Return the run of lines below that opens with the line containing "delivery queue, subscriber" and closes with the line containing "for database connections.", keeping each one exact.

■ SUPPLIED RECORDS

§

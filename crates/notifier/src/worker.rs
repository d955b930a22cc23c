//! The delivery worker: queue consumer and retry loop.

use std::sync::Arc;
use std::time::Duration;

use avisa_database::{queue, Database};
use chrono::Utc;
use notify_core::{
    AuditSink, DeliveryEvent, MessageTransport, NotificationRecord, NotificationStatus,
    TransportError,
};
use tokio::time::timeout;
use tracing::{debug, info, warn};

use crate::error::Result;
use crate::rate_limit::RateLimiter;

/// Default timeout for a single send.
const DEFAULT_SEND_TIMEOUT: Duration = Duration::from_secs(15);

/// Default sleep between polls when the queue has nothing eligible.
const DEFAULT_IDLE_POLL: Duration = Duration::from_secs(1);

/// Default base delay for the retry backoff.
const DEFAULT_RETRY_BASE: Duration = Duration::from_secs(30);

/// Default backoff ceiling.
const DEFAULT_RETRY_MAX_BACKOFF: Duration = Duration::from_secs(300);

/// Configuration for the delivery worker.
#[derive(Debug, Clone)]
pub struct WorkerConfig {
    /// Timeout for a single transport send.
    pub send_timeout: Duration,

    /// Sleep between polls when no record is eligible.
    pub idle_poll: Duration,

    /// Base delay for retry backoff; doubles per failed attempt.
    pub retry_base: Duration,

    /// Ceiling on the retry backoff.
    pub retry_max_backoff: Duration,
}

impl Default for WorkerConfig {
    fn default() -> Self {
        Self {
            send_timeout: DEFAULT_SEND_TIMEOUT,
            idle_poll: DEFAULT_IDLE_POLL,
            retry_base: DEFAULT_RETRY_BASE,
            retry_max_backoff: DEFAULT_RETRY_MAX_BACKOFF,
        }
    }
}

/// Result of one delivery cycle.
#[derive(Debug, Clone, PartialEq, Eq)]
pub enum DeliveryOutcome {
    /// The send succeeded.
    Delivered { id: String, attempts: i64 },
    /// The send failed and the record was re-queued.
    Retrying {
        id: String,
        attempts: i64,
        delay: Duration,
    },
    /// The send failed and the attempt budget is spent.
    Failed { id: String, attempts: i64 },
}

/// Exponential retry delay: `base * 2^prior_attempts`, capped.
pub fn compute_backoff(base: Duration, cap: Duration, prior_attempts: u32) -> Duration {
    let factor = 1u32 << prior_attempts.min(16);
    base.saturating_mul(factor).min(cap)
}

/// Consumes the delivery queue: claims eligible records, pushes them through
/// the rate limiter and transport, and records the outcome.
pub struct DeliveryWorker<T: MessageTransport, A: AuditSink> {
    db: Database,
    transport: T,
    limiter: Arc<RateLimiter>,
    audit: A,
    config: WorkerConfig,
}

impl<T: MessageTransport, A: AuditSink> DeliveryWorker<T, A> {
    pub fn new(
        db: Database,
        transport: T,
        limiter: Arc<RateLimiter>,
        audit: A,
        config: WorkerConfig,
    ) -> Self {
        Self {
            db,
            transport,
            limiter,
            audit,
            config,
        }
    }

    /// Run one delivery cycle: claim the next eligible record and attempt to
    /// send it. Returns `None` when the queue has nothing eligible.
    pub async fn run_once(&self) -> Result<Option<DeliveryOutcome>> {
        // Capacity first, claim second: nothing sits in flight while the
        // window is exhausted, and a higher-priority record enqueued during
        // the wait is the one claimed when a slot opens.
        self.limiter.wait_until_available().await;

        let Some(rec) = queue::dequeue(self.db.pool()).await? else {
            return Ok(None);
        };

        // The slot is recorded only just before the actual send; idle polls
        // above never consume one.
        loop {
            if self.limiter.try_acquire().await {
                break;
            }
            self.limiter.wait_until_available().await;
        }

        let send = timeout(
            self.config.send_timeout,
            self.transport.send(&rec.phone, &rec.body),
        )
        .await;

        let outcome = match send {
            Ok(Ok(())) => {
                queue::mark_delivered(self.db.pool(), &rec.id).await?;
                let attempts = rec.attempts + 1;
                info!(
                    "Delivered {} to {} via {} (attempt {})",
                    rec.id,
                    rec.phone,
                    self.transport.name(),
                    attempts
                );
                self.audit.record(DeliveryEvent::new(
                    &rec.id,
                    &rec.phone,
                    rec.category,
                    NotificationStatus::Delivered,
                    attempts,
                    None,
                ));
                DeliveryOutcome::Delivered {
                    id: rec.id.clone(),
                    attempts,
                }
            }
            Ok(Err(e)) => self.handle_failure(&rec, e.to_string()).await?,
            Err(_) => {
                let e = TransportError::Timeout(self.config.send_timeout);
                self.handle_failure(&rec, e.to_string()).await?
            }
        };

        Ok(Some(outcome))
    }

    /// Failed send: either schedule a retry or give up for good.
    async fn handle_failure(
        &self,
        rec: &NotificationRecord,
        error: String,
    ) -> Result<DeliveryOutcome> {
        let attempts = rec.attempts + 1;

        if attempts >= rec.max_attempts {
            queue::mark_failed(self.db.pool(), &rec.id, &error).await?;
            warn!(
                "Giving up on {} to {} after {} attempt(s): {}",
                rec.id, rec.phone, attempts, error
            );
            self.audit.record(DeliveryEvent::new(
                &rec.id,
                &rec.phone,
                rec.category,
                NotificationStatus::Failed,
                attempts,
                Some(error),
            ));
            return Ok(DeliveryOutcome::Failed {
                id: rec.id.clone(),
                attempts,
            });
        }

        let delay = compute_backoff(
            self.config.retry_base,
            self.config.retry_max_backoff,
            rec.attempts as u32,
        );
        let eligible_at = Utc::now()
            + chrono::Duration::from_std(delay)
                .unwrap_or_else(|_| chrono::Duration::seconds(delay.as_secs() as i64));
        queue::requeue(self.db.pool(), &rec.id, eligible_at, &error).await?;
        warn!(
            "Send of {} to {} failed (attempt {}/{}), retrying in {:?}: {}",
            rec.id, rec.phone, attempts, rec.max_attempts, delay, error
        );
        self.audit.record(DeliveryEvent::new(
            &rec.id,
            &rec.phone,
            rec.category,
            NotificationStatus::Retrying,
            attempts,
            Some(error),
        ));
        Ok(DeliveryOutcome::Retrying {
            id: rec.id.clone(),
            attempts,
            delay,
        })
    }

    /// Run the worker with graceful shutdown support.
    ///
    /// Persistence errors are logged and the loop continues; the claimed
    /// record (if any) is recovered to Pending on the next restart.
    pub async fn run_with_shutdown<S>(self, shutdown_signal: S) -> Result<()>
    where
        S: std::future::Future<Output = ()> + Send,
    {
        info!(
            "Starting delivery worker (transport: {})",
            self.transport.name()
        );

        tokio::pin!(shutdown_signal);

        loop {
            tokio::select! {
                biased;

                () = &mut shutdown_signal => {
                    info!("Shutdown signal received, stopping delivery worker");
                    return Ok(());
                }

                result = self.run_once() => {
                    match result {
                        Ok(Some(outcome)) => {
                            debug!("Delivery cycle: {:?}", outcome);
                        }
                        Ok(None) => {
                            tokio::time::sleep(self.config.idle_poll).await;
                        }
                        Err(e) => {
                            warn!("Delivery cycle failed: {}", e);
                            tokio::time::sleep(self.config.idle_poll).await;
                        }
                    }
                }
            }
        }
    }
}
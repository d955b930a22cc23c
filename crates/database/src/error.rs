//! Database error types.

use thiserror::Error;

/// Errors that can occur during database operations.
#[derive(Debug, Error)]
pub enum DatabaseError {
    /// SQLx error (connection, query, etc.)
    #[error("database error: {0}")]
    Sqlx(#[from] sqlx::Error),

    /// Migration error
    #[error("migration error: {0}")]
    Migration(#[from] sqlx::migrate::MigrateError),

    /// Record not found
    #[error("{entity} not found: {id}")]
    NotFound { entity: &'static str, id: String },

    /// Record already exists
    #[error("{entity} already exists: {id}")]
    AlreadyExists { entity: &'static str, id: String },

    /// A mark/requeue was attempted on a Delivered or Failed notification.
    #[error("notification {id} is in a terminal state")]
    Terminal { id: String },

    /// A delivery outcome was recorded for a notification nobody claimed.
    #[error("notification {id} is {status}, not in flight")]
    NotInFlight { id: String, status: String },

    /// A stored row could not be decoded back into its domain type.
    #[error("corrupt row in {table}: {detail}")]
    Corrupt { table: &'static str, detail: String },
}

/// Result type for database operations.
pub type Result<T> = std::result::Result<T, DatabaseError>;
//! SQLite persistence layer for Avisa.
//!
//! This crate provides async database operations for the notification
//! delivery queue, subscriber due-date lookups, and the delivery audit log,
//! using SQLx with SQLite.
//!
//! # Example
//!
//! ```no_run
//! use database::{queue, Database};
//! use notify_core::{NotificationCategory, NotificationRecord};
//!
//! #[tokio::main]
//! async fn main() -> Result<(), Box<dyn std::error::Error>> {
//!     // Connect and run migrations
//!     let db = Database::connect("sqlite:avisa.db?mode=rwc").await?;
//!     db.migrate().await?;
//!
//!     // Re-queue anything that was in flight when we last stopped
//!     queue::recover_in_flight(db.pool()).await?;
//!
//!     let rec = NotificationRecord::new(
//!         "5511999998888",
//!         "Carlos",
//!         NotificationCategory::DueToday,
//!         "Seu plano vence hoje!",
//!     );
//!     queue::enqueue(db.pool(), &rec).await?;
//!
//!     Ok(())
//! }
//! ```

pub mod delivery_log;
pub mod error;
pub mod models;
pub mod queue;
pub mod subscriber;

pub use error::{DatabaseError, Result};
pub use queue::QueueStats;
pub use subscriber::SqliteSubscriberStore;

use sqlx::sqlite::{SqliteConnectOptions, SqlitePoolOptions};
use sqlx::SqlitePool;
use std::str::FromStr;

/// Database connection wrapper.
#[derive(Debug, Clone)]
pub struct Database {
    pool: SqlitePool,
}

impl Database {
    /// Default pool size for database connections.
    /// Sized for one delivery worker plus the scanner and the audit writer.
    const DEFAULT_POOL_SIZE: u32 = 10;

    /// Connect to a SQLite database.
    ///
    /// The URL should be in the format `sqlite:path/to/db.sqlite?mode=rwc`.
    /// Use `?mode=rwc` to create the database file if it doesn't exist.
    ///
    /// # Example
    ///
    /// ```no_run
    /// # async fn example() -> database::Result<()> {
    /// // File database
    /// let db = database::Database::connect("sqlite:data/avisa.db?mode=rwc").await?;
    ///
    /// // In-memory database (for testing)
    /// let db = database::Database::connect("sqlite::memory:").await?;
    /// # Ok(())
    /// # }
    /// ```
    pub async fn connect(url: &str) -> Result<Self> {
        Self::connect_with_pool_size(url, Self::DEFAULT_POOL_SIZE).await
    }

    /// Connect to a SQLite database with a custom pool size.
    pub async fn connect_with_pool_size(url: &str, pool_size: u32) -> Result<Self> {
        let options = SqliteConnectOptions::from_str(url)?
            .create_if_missing(true)
            .foreign_keys(true);

        let pool = SqlitePoolOptions::new()
            .max_connections(pool_size)
            .acquire_timeout(std::time::Duration::from_secs(30))
            .connect_with(options)
            .await?;

        tracing::info!("Connected to database: {} (pool size: {})", url, pool_size);

        Ok(Self { pool })
    }

    /// Run database migrations.
    ///
    /// This should be called once after connecting to ensure the schema is up to date.
    pub async fn migrate(&self) -> Result<()> {
        tracing::info!("Running database migrations...");

        sqlx::migrate!("./migrations").run(&self.pool).await?;

        tracing::info!("Migrations complete");
        Ok(())
    }

    /// Get a reference to the connection pool.
    pub fn pool(&self) -> &SqlitePool {
        &self.pool
    }

    /// Close the database connection pool.
    pub async fn close(&self) {
        self.pool.close().await;
    }
}
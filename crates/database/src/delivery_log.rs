//! Delivery history, written by the audit sink.
//!
//! Append-only: one row per delivery transition. Nothing in the delivery
//! path reads this table; it exists for operators.

use notify_core::DeliveryEvent;
use sqlx::SqlitePool;

use crate::error::Result;
use crate::models::{format_timestamp, DeliveryLogRow};

/// Append a delivery event.
pub async fn insert(pool: &SqlitePool, event: &DeliveryEvent) -> Result<()> {
    sqlx::query(
        r#"
        INSERT INTO delivery_log (record_id, phone, category, status, attempts, error, created_at)
        VALUES (?, ?, ?, ?, ?, ?, ?)
        "#,
    )
    .bind(&event.record_id)
    .bind(&event.phone)
    .bind(event.category.as_str())
    .bind(event.status.as_str())
    .bind(event.attempts)
    .bind(&event.error)
    .bind(format_timestamp(event.timestamp))
    .execute(pool)
    .await?;

    Ok(())
}

/// The most recent `limit` events, newest first.
pub async fn list_recent(pool: &SqlitePool, limit: i64) -> Result<Vec<DeliveryLogRow>> {
    let rows = sqlx::query_as::<_, DeliveryLogRow>(
        r#"
        SELECT id, record_id, phone, category, status, attempts, error, created_at
        FROM delivery_log
        ORDER BY id DESC
        LIMIT ?
        "#,
    )
    .bind(limit)
    .fetch_all(pool)
    .await?;

    Ok(rows)
}

/// Every event recorded for one notification, oldest first.
pub async fn list_for_record(pool: &SqlitePool, record_id: &str) -> Result<Vec<DeliveryLogRow>> {
    let rows = sqlx::query_as::<_, DeliveryLogRow>(
        r#"
        SELECT id, record_id, phone, category, status, attempts, error, created_at
        FROM delivery_log
        WHERE record_id = ?
        ORDER BY id ASC
        "#,
    )
    .bind(record_id)
    .fetch_all(pool)
    .await?;

    Ok(rows)
}

#[cfg(test)]
mod tests {
    use super::*;
    use crate::Database;
    use notify_core::{NotificationCategory, NotificationStatus};

    async fn test_db() -> Database {
        let db = Database::connect_with_pool_size("sqlite::memory:", 1)
            .await
            .unwrap();
        db.migrate().await.unwrap();
        db
    }

    #[tokio::test]
    async fn events_append_and_read_back() {
        let db = test_db().await;
        let delivered = DeliveryEvent::new(
            "rec-1",
            "5511999998888",
            NotificationCategory::DueToday,
            NotificationStatus::Delivered,
            1,
            None,
        );
        let failed = DeliveryEvent::new(
            "rec-2",
            "5511999997777",
            NotificationCategory::Overdue1Day,
            NotificationStatus::Failed,
            3,
            Some("gateway 500".to_string()),
        );
        insert(db.pool(), &delivered).await.unwrap();
        insert(db.pool(), &failed).await.unwrap();

        let recent = list_recent(db.pool(), 10).await.unwrap();
        assert_eq!(recent.len(), 2);
        // Newest first.
        assert_eq!(recent[0].record_id, "rec-2");
        assert_eq!(recent[0].status, "failed");
        assert_eq!(recent[0].error.as_deref(), Some("gateway 500"));
        assert_eq!(recent[1].record_id, "rec-1");
        assert_eq!(recent[1].status, "delivered");
    }

    #[tokio::test]
    async fn list_for_record_filters_and_orders() {
        let db = test_db().await;
        for status in [NotificationStatus::Retrying, NotificationStatus::Failed] {
            let event = DeliveryEvent::new(
                "rec-1",
                "5511999998888",
                NotificationCategory::Billing,
                status,
                1,
                Some("timeout".to_string()),
            );
            insert(db.pool(), &event).await.unwrap();
        }
        let other = DeliveryEvent::new(
            "rec-2",
            "5511999997777",
            NotificationCategory::Billing,
            NotificationStatus::Delivered,
            1,
            None,
        );
        insert(db.pool(), &other).await.unwrap();

        let events = list_for_record(db.pool(), "rec-1").await.unwrap();
        assert_eq!(events.len(), 2);
        assert_eq!(events[0].status, "retrying");
        assert_eq!(events[1].status, "failed");
    }
}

§

■ RESULT
//! delivery queue, subscriber due-date lookups, and the delivery audit log,
//! using SQLx with SQLite.
//!
//! # Example
//!
//! ```no_run
//! use database::{queue, Database};
//! use notify_core::{NotificationCategory, NotificationRecord};
//!
//! #[tokio::main]
//! async fn main() -> Result<(), Box<dyn std::error::Error>> {
//!     // Connect and run migrations
//!     let db = Database::connect("sqlite:avisa.db?mode=rwc").await?;
//!     db.migrate().await?;
//!
//!     // Re-queue anything that was in flight when we last stopped
//!     queue::recover_in_flight(db.pool()).await?;
//!
//!     let rec = NotificationRecord::new(
//!         "5511999998888",
//!         "Carlos",
//!         NotificationCategory::DueToday,
//!         "Seu plano vence hoje!",
//!     );
//!     queue::enqueue(db.pool(), &rec).await?;
//!
//!     Ok(())
//! }
//! ```

pub mod delivery_log;
pub mod error;
pub mod models;
pub mod queue;
pub mod subscriber;

pub use error::{DatabaseError, Result};
pub use queue::QueueStats;
pub use subscriber::SqliteSubscriberStore;

use sqlx::sqlite::{SqliteConnectOptions, SqlitePoolOptions};
use sqlx::SqlitePool;
use std::str::FromStr;

/// Database connection wrapper.
#[derive(Debug, Clone)]
pub struct Database {
    pool: SqlitePool,
}

impl Database {
    /// Default pool size for database connections.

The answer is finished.